[Records excerpted from a collection]
• • • •

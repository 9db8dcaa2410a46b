use tokio::sync::broadcast;

use crate::chart::ChartData;
use crate::notifications::Notification;
use crate::state::{DemoTrace, HealthState, LastSequence, SequenceEvent, StatCards};

const EVENT_BUFFER: usize = 256;

/// State changes published to presentation subscribers.
#[derive(Debug, Clone, PartialEq)]
pub enum DashboardEvent {
    HistoryChanged(Vec<SequenceEvent>),
    LastSequenceChanged(LastSequence),
    StatsUpdated(StatCards),
    StatsLoading(bool),
    HealthChanged(HealthState),
    ChartsUpdated(ChartData),
    DemoTraceChanged(DemoTrace),
    NotificationShown(Notification),
    NotificationLeaving(u64),
    NotificationRemoved(u64),
}

/// Fan-out of [`DashboardEvent`]s; publishing with no subscribers is not an error.
#[derive(Debug, Clone)]
pub struct EventBus {
    sender: broadcast::Sender<DashboardEvent>,
}

impl Default for EventBus {
    fn default() -> Self {
        Self::new()
    }
}

impl EventBus {
    pub fn new() -> Self {
        let (sender, _) = broadcast::channel(EVENT_BUFFER);
        Self { sender }
    }

    pub fn subscribe(&self) -> broadcast::Receiver<DashboardEvent> {
        self.sender.subscribe()
    }

    pub fn publish(&self, event: DashboardEvent) {
        let _ = self.sender.send(event);
    }
}

#[cfg(test)]
pub(crate) fn drain(receiver: &mut broadcast::Receiver<DashboardEvent>) -> Vec<DashboardEvent> {
    let mut events = Vec::new();
    while let Ok(event) = receiver.try_recv() {
        events.push(event);
    }
    events
}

• • • •

TASK STATEMENT>
Reproduce each line from the records that contains the word "StatCards".

FINAL ANSWER>
use crate::state::{DemoTrace, HealthState, LastSequence, SequenceEvent, StatCards};
    StatsUpdated(StatCards),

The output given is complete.